4 Nouvelle interprétation
Étant donné que le Jurassique et le Néocomien des Costes chaudes et de Sainte-Victoire sont recouverts, avec une forte discordance angulaire ainsi qu'un important ravinement, par des brèches qui prennent parfois l'allure de poudingues et forment des masses imposantes entre les Costes chaudes et la Torque, les nouvelles observations qui viennent d'être présentées nous permettent de proposer les conclusions suivantes :
- – le bâti mésozoïque de la haute chaîne est affecté par un ou plusieurs accidents plats à troncature sommitale, internes au bâti mésozoïque, mais l'ensemble ne chevauche nullement sur sa couverture, comme l'ont supposé Corroy et al. ;
- – ladite couverture est transgressive partout, sauf à certains endroits du versant sud où, verticalisée, elle est séparée du Mésozoïque par des failles normales, postérieures à l'ensemble (Fig. 6, coupe B) ;
- – ces failles verticales, d'orientation est–ouest, observées sur le flanc sud de la montagne ne peuvent en aucun cas être considérées comme réapparition en surface d'un hypothétique plan de cisaillement au tréfonds de la chaîne, comme l'ont supposé Corroy et al. La transgression des brèches cachète le massif et est soulevée en même temps que lui ;
- – la brutale terminaison de Sainte-Victoire à l'ouest est due à deux réseaux de failles verticales se recoupant et jouant « en ciseaux ». Le jeu de ces failles soulève l'angle sud-ouest de la chaîne ;
- – un plissement de type jurassien déversé vers le sud affecte aussi bien le substratum mésozoïque que la couverture de brèches. Les failles, tranchant cet ensemble, sont postérieures à ce plissement ;
- – les failles de direction est–ouest et la série renversée s'amortissent rapidement vers l'est en pénétrant dans le massif mésozoïque.
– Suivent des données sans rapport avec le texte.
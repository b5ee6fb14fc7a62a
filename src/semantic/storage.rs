//! Persistence for the vector store.
//!
//! Two files that must stay row-aligned:
//!
//! `vectors.bin`, header (56 bytes, little-endian):
//! - magic: `b"BSVF"`
//! - version: u8 (1)
//! - reserved: [u8; 3]
//! - model_id: [u8; 32] (SHA256 hash of model name)
//! - dimensions: u32
//! - row_count: u64
//! - checksum: u32 (CRC32 of header fields before checksum)
//!
//! followed by `row_count * dimensions` f32 values, row major. The header
//! keeps the payload 4-byte aligned so the file can be memory-mapped.
//!
//! `metadata.json`: one record per row in the same order, plus the row count
//! and the CRC32 of the vector payload so a metadata file from another build
//! is rejected.

use std::fs::File;
use std::io::{BufReader, BufWriter, Read, Write};
use std::path::{Path, PathBuf};

use serde::{Deserialize, Serialize};
use tempfile::NamedTempFile;

use crate::semantic::index::{EmbeddingRecord, IndexError, VectorMatrix, VectorStore};

pub const VECTORS_FILE: &str = "vectors.bin";
pub const METADATA_FILE: &str = "metadata.json";

const MAGIC: &[u8; 4] = b"BSVF";

/// Current file format version
const FORMAT_VERSION: u8 = 1;

/// Header size in bytes: magic(4) + version(1) + reserved(3) + model_id(32) + dimensions(4) + row_count(8) + checksum(4)
const HEADER_SIZE: usize = 56;

/// Bytes of the header covered by the checksum
const CHECKSUMMED_HEADER: usize = HEADER_SIZE - 4;

/// Errors that can occur during storage operations.
#[derive(Debug, thiserror::Error)]
pub enum VectorStorageError {
    #[error("I/O error: {0}")]
    Io(#[from] std::io::Error),

    #[error("Metadata error: {0}")]
    Metadata(#[from] serde_json::Error),

    #[error("Invalid file format: {0}")]
    InvalidFormat(String),

    #[error("Version mismatch: file version {0}, supported version {1}")]
    VersionMismatch(u8, u8),

    #[error("Model mismatch: file uses different model")]
    ModelMismatch,

    #[error("Checksum mismatch: file may be corrupted")]
    ChecksumMismatch,

    #[error("Dimension mismatch: expected {expected}, file has {got}")]
    DimensionMismatch { expected: usize, got: usize },

    #[error("Row count mismatch: vector file has {vectors} rows, metadata has {records}")]
    RowCountMismatch { vectors: u64, records: u64 },

    #[error("Metadata was written for a different vector file")]
    PairMismatch,

    #[error("Index error: {0}")]
    Index(#[from] IndexError),
}

/// Result of looking for a persisted store without side effects.
#[derive(Debug)]
pub enum LoadOutcome {
    Loaded(VectorStore),
    /// One or both files are absent; the caller decides whether to rebuild.
    Missing,
}

/// Storage manager for the vector and metadata files.
pub struct VectorStorage {
    dir: PathBuf,
}

impl VectorStorage {
    /// Create a new storage manager rooted at `dir`.
    pub fn new(dir: PathBuf) -> Self {
        Self { dir }
    }

    pub fn dir(&self) -> &Path {
        &self.dir
    }

    pub fn vectors_path(&self) -> PathBuf {
        self.dir.join(VECTORS_FILE)
    }

    pub fn metadata_path(&self) -> PathBuf {
        self.dir.join(METADATA_FILE)
    }

    /// Check if both storage files exist.
    pub fn exists(&self) -> bool {
        self.vectors_path().exists() && self.metadata_path().exists()
    }

    /// Load the store, or report that it has not been built yet.
    ///
    /// Never writes. Present-but-invalid files are an error, not `Missing`.
    pub fn load_or_signal_missing(
        &self,
        expected_model_id: &[u8; 32],
        expected_dimensions: usize,
    ) -> Result<LoadOutcome, VectorStorageError> {
        if !self.exists() {
            return Ok(LoadOutcome::Missing);
        }
        self.load(expected_model_id, expected_dimensions)
            .map(LoadOutcome::Loaded)
    }

    /// Load the vector store from storage.
    ///
    /// # Arguments
    /// * `expected_model_id` - SHA256 hash of the expected model name
    /// * `expected_dimensions` - Expected embedding dimensions
    pub fn load(
        &self,
        expected_model_id: &[u8; 32],
        expected_dimensions: usize,
    ) -> Result<VectorStore, VectorStorageError> {
        let file = File::open(self.vectors_path())?;
        let file_len = file.metadata()?.len();
        let mut reader = BufReader::new(file);

        let header = read_header(&mut reader)?;
        validate_header(&header, expected_model_id, expected_dimensions)?;

        let values = header
            .row_count
            .checked_mul(header.dimensions as u64)
            .ok_or_else(|| VectorStorageError::InvalidFormat("row count overflows".to_string()))?;
        let expected_len = values
            .checked_mul(4)
            .and_then(|bytes| bytes.checked_add(HEADER_SIZE as u64))
            .ok_or_else(|| VectorStorageError::InvalidFormat("row count overflows".to_string()))?;
        if file_len != expected_len {
            return Err(VectorStorageError::InvalidFormat(format!(
                "vector file is {} bytes, header describes {}",
                file_len, expected_len
            )));
        }

        let (data, payload_crc) = read_payload(&mut reader, values)?;

        let metadata: MetadataFile =
            serde_json::from_reader(BufReader::new(File::open(self.metadata_path())?))?;

        if metadata.version > FORMAT_VERSION {
            return Err(VectorStorageError::VersionMismatch(
                metadata.version,
                FORMAT_VERSION,
            ));
        }
        if metadata.dimensions != header.dimensions as usize {
            return Err(VectorStorageError::DimensionMismatch {
                expected: header.dimensions as usize,
                got: metadata.dimensions,
            });
        }
        if metadata.row_count != header.row_count
            || metadata.records.len() as u64 != header.row_count
        {
            return Err(VectorStorageError::RowCountMismatch {
                vectors: header.row_count,
                records: metadata.records.len() as u64,
            });
        }
        if metadata.vectors_crc32 != payload_crc {
            return Err(VectorStorageError::PairMismatch);
        }

        let matrix = VectorMatrix::from_raw(header.dimensions as usize, data)?;
        let store = VectorStore::new(matrix, metadata.records)?;

        Ok(store)
    }

    /// Save the vector store to storage, replacing any previous files.
    ///
    /// Both files are written to temp files in the same directory, synced,
    /// and then renamed into place. The old metadata file is removed before
    /// the vectors are replaced, so an interrupted save leaves a store that
    /// loads as `Missing` rather than a mismatched pair.
    pub fn save(
        &self,
        store: &VectorStore,
        model_name: &str,
        model_id: &[u8; 32],
    ) -> Result<(), VectorStorageError> {
        std::fs::create_dir_all(&self.dir)?;

        let mut vectors_tmp = NamedTempFile::new_in(&self.dir)?;
        let payload_crc = write_vectors(vectors_tmp.as_file_mut(), store, model_id)?;
        vectors_tmp.as_file().sync_all()?;

        let metadata = MetadataFile {
            version: FORMAT_VERSION,
            model: model_name.to_string(),
            dimensions: store.dimensions(),
            row_count: store.len() as u64,
            vectors_crc32: payload_crc,
            records: store.records().to_vec(),
        };

        let mut metadata_tmp = NamedTempFile::new_in(&self.dir)?;
        {
            let mut writer = BufWriter::new(metadata_tmp.as_file_mut());
            serde_json::to_writer(&mut writer, &metadata)?;
            writer.flush()?;
        }
        metadata_tmp.as_file().sync_all()?;

        // temp files are removed on drop if anything above failed
        match std::fs::remove_file(self.metadata_path()) {
            Ok(()) => {}
            Err(e) if e.kind() == std::io::ErrorKind::NotFound => {}
            Err(e) => return Err(e.into()),
        }
        vectors_tmp
            .persist(self.vectors_path())
            .map_err(|e| e.error)?;
        metadata_tmp
            .persist(self.metadata_path())
            .map_err(|e| e.error)?;

        Ok(())
    }
}

/// Metadata file contents.
#[derive(Debug, Serialize, Deserialize)]
struct MetadataFile {
    version: u8,
    model: String,
    dimensions: usize,
    row_count: u64,
    vectors_crc32: u32,
    records: Vec<EmbeddingRecord>,
}

/// File header structure.
#[derive(Debug)]
struct Header {
    version: u8,
    model_id: [u8; 32],
    dimensions: u32,
    row_count: u64,
}

/// Write header and payload. Returns the CRC32 of the payload.
fn write_vectors(
    file: &mut File,
    store: &VectorStore,
    model_id: &[u8; 32],
) -> Result<u32, VectorStorageError> {
    let dimensions = u32::try_from(store.dimensions())
        .map_err(|_| VectorStorageError::InvalidFormat("dimensions exceed u32".to_string()))?;

    let mut writer = BufWriter::new(file);
    write_header(
        &mut writer,
        &Header {
            version: FORMAT_VERSION,
            model_id: *model_id,
            dimensions,
            row_count: store.len() as u64,
        },
    )?;

    let mut hasher = crc32fast::Hasher::new();
    for &value in store.matrix().as_slice() {
        let bytes = value.to_le_bytes();
        hasher.update(&bytes);
        writer.write_all(&bytes)?;
    }

    writer.flush()?;
    Ok(hasher.finalize())
}

/// Payload bytes decoded per read.
const READ_CHUNK: usize = 64 * 1024;

/// Read `values` little-endian f32s, decoding as they stream in.
/// Returns the values and the CRC32 of their raw bytes.
fn read_payload<R: Read>(
    reader: &mut R,
    values: u64,
) -> Result<(Vec<f32>, u32), VectorStorageError> {
    let values = usize::try_from(values)
        .map_err(|_| VectorStorageError::InvalidFormat("row count overflows".to_string()))?;

    let mut data = Vec::with_capacity(values);
    let mut hasher = crc32fast::Hasher::new();
    let mut buf = vec![0u8; READ_CHUNK];
    let mut remaining = values * 4;

    while remaining > 0 {
        let chunk = &mut buf[..remaining.min(READ_CHUNK)];
        reader.read_exact(chunk)?;
        hasher.update(chunk);
        data.extend(
            chunk
                .chunks_exact(4)
                .map(|b| f32::from_le_bytes([b[0], b[1], b[2], b[3]])),
        );
        remaining -= chunk.len();
    }

    Ok((data, hasher.finalize()))
}

fn write_header<W: Write>(writer: &mut W, header: &Header) -> Result<(), VectorStorageError> {
    let mut header_bytes = [0u8; HEADER_SIZE];

    header_bytes[0..4].copy_from_slice(MAGIC);
    header_bytes[4] = header.version;
    header_bytes[8..40].copy_from_slice(&header.model_id);
    header_bytes[40..44].copy_from_slice(&header.dimensions.to_le_bytes());
    header_bytes[44..52].copy_from_slice(&header.row_count.to_le_bytes());

    let checksum = crc32fast::hash(&header_bytes[..CHECKSUMMED_HEADER]);
    header_bytes[52..56].copy_from_slice(&checksum.to_le_bytes());

    writer.write_all(&header_bytes)?;
    Ok(())
}

fn read_header<R: Read>(reader: &mut R) -> Result<Header, VectorStorageError> {
    let mut header_bytes = [0u8; HEADER_SIZE];
    reader.read_exact(&mut header_bytes).map_err(|e| {
        if e.kind() == std::io::ErrorKind::UnexpectedEof {
            VectorStorageError::InvalidFormat("vector file shorter than header".to_string())
        } else {
            VectorStorageError::Io(e)
        }
    })?;

    if &header_bytes[0..4] != MAGIC {
        return Err(VectorStorageError::InvalidFormat("bad magic".to_string()));
    }

    let version = header_bytes[4];
    if version > FORMAT_VERSION {
        return Err(VectorStorageError::VersionMismatch(version, FORMAT_VERSION));
    }

    let stored_checksum = u32::from_le_bytes([
        header_bytes[52],
        header_bytes[53],
        header_bytes[54],
        header_bytes[55],
    ]);
    if stored_checksum != crc32fast::hash(&header_bytes[..CHECKSUMMED_HEADER]) {
        return Err(VectorStorageError::ChecksumMismatch);
    }

    let mut model_id = [0u8; 32];
    model_id.copy_from_slice(&header_bytes[8..40]);

    let dimensions = u32::from_le_bytes([
        header_bytes[40],
        header_bytes[41],
        header_bytes[42],
        header_bytes[43],
    ]);

    let mut row_count = [0u8; 8];
    row_count.copy_from_slice(&header_bytes[44..52]);

    Ok(Header {
        version,
        model_id,
        dimensions,
        row_count: u64::from_le_bytes(row_count),
    })
}

fn validate_header(
    header: &Header,
    expected_model_id: &[u8; 32],
    expected_dimensions: usize,
) -> Result<(), VectorStorageError> {
    if header.model_id != *expected_model_id {
        return Err(VectorStorageError::ModelMismatch);
    }

    if header.dimensions as usize != expected_dimensions {
        return Err(VectorStorageError::DimensionMismatch {
            expected: expected_dimensions,
            got: header.dimensions as usize,
        });
    }

    log::debug!(
        "vector file header ok: version {}, {} rows x {} dims",
        header.version,
        header.row_count,
        header.dimensions
    );

    Ok(())
}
Ainsi, Sainte-Victoire nous apparaît comme une immense touche de piano gauchie, dont la surface est inclinée vers le nord-est. Touche relevée au-dessus du Cengle, au sud, et des coteaux d'Aix et des collines de la Trévaresse, à l'ouest. La partie la plus basse de cette touche, limitée par l'axe de rotation de l'ensemble, devrait se trouver à quelques kilomètres à l'est de la Croix de Provence, là où les brèches disparaissent.
Si Sainte-Victoire comporte des plis déversés au sud, postérieurs ou contemporains du dépôt de la brèche, imputables peut-être aux contrecoups lointains des mouvements alpins stricto sensu de l'arc des Alpes occidentales, la tectonique de la région, polyphasée comme dans l'ensemble de basse Provence, est caractérisée par d'importants mouvements tangentiels dirigés vers le nord, comme l'a récemment rappelé l'un de nous [1], et non vers le sud.
Enfin, il n'est pas impossible que les failles de Sainte-Victoire, tant celles de direction est–ouest que celles de direction nord-sud, soient la conséquence de mouvements profonds et aient une signification qui dépasse le plan strictement local.1
1 (Note ajoutée en cours de publication.) Au dernier paragraphe du chapitre d'introduction, nous avons indiqué que la fraîcheur du modelé de la montagne nous faisait penser que son mouvement d'érection n'était peut-être pas encore terminé. Selon une étude fondée sur l'interférométrie radar de précision (réflecteurs permanents) par satellite, effectuée durant la période 1993–2003 par la société ME2i (http://www.me2i.com), l'extrémité occidentale de Sainte-Victoire a été, durant cette période, en surrection de plus de 7 mm/an. Notre intuition, comme celle de Billery [4] semble donc se confirmer et les altitudes du Vindobonien, décalées de 700 m de part et d'autre des failles nord–sud, seraient ainsi expliquées.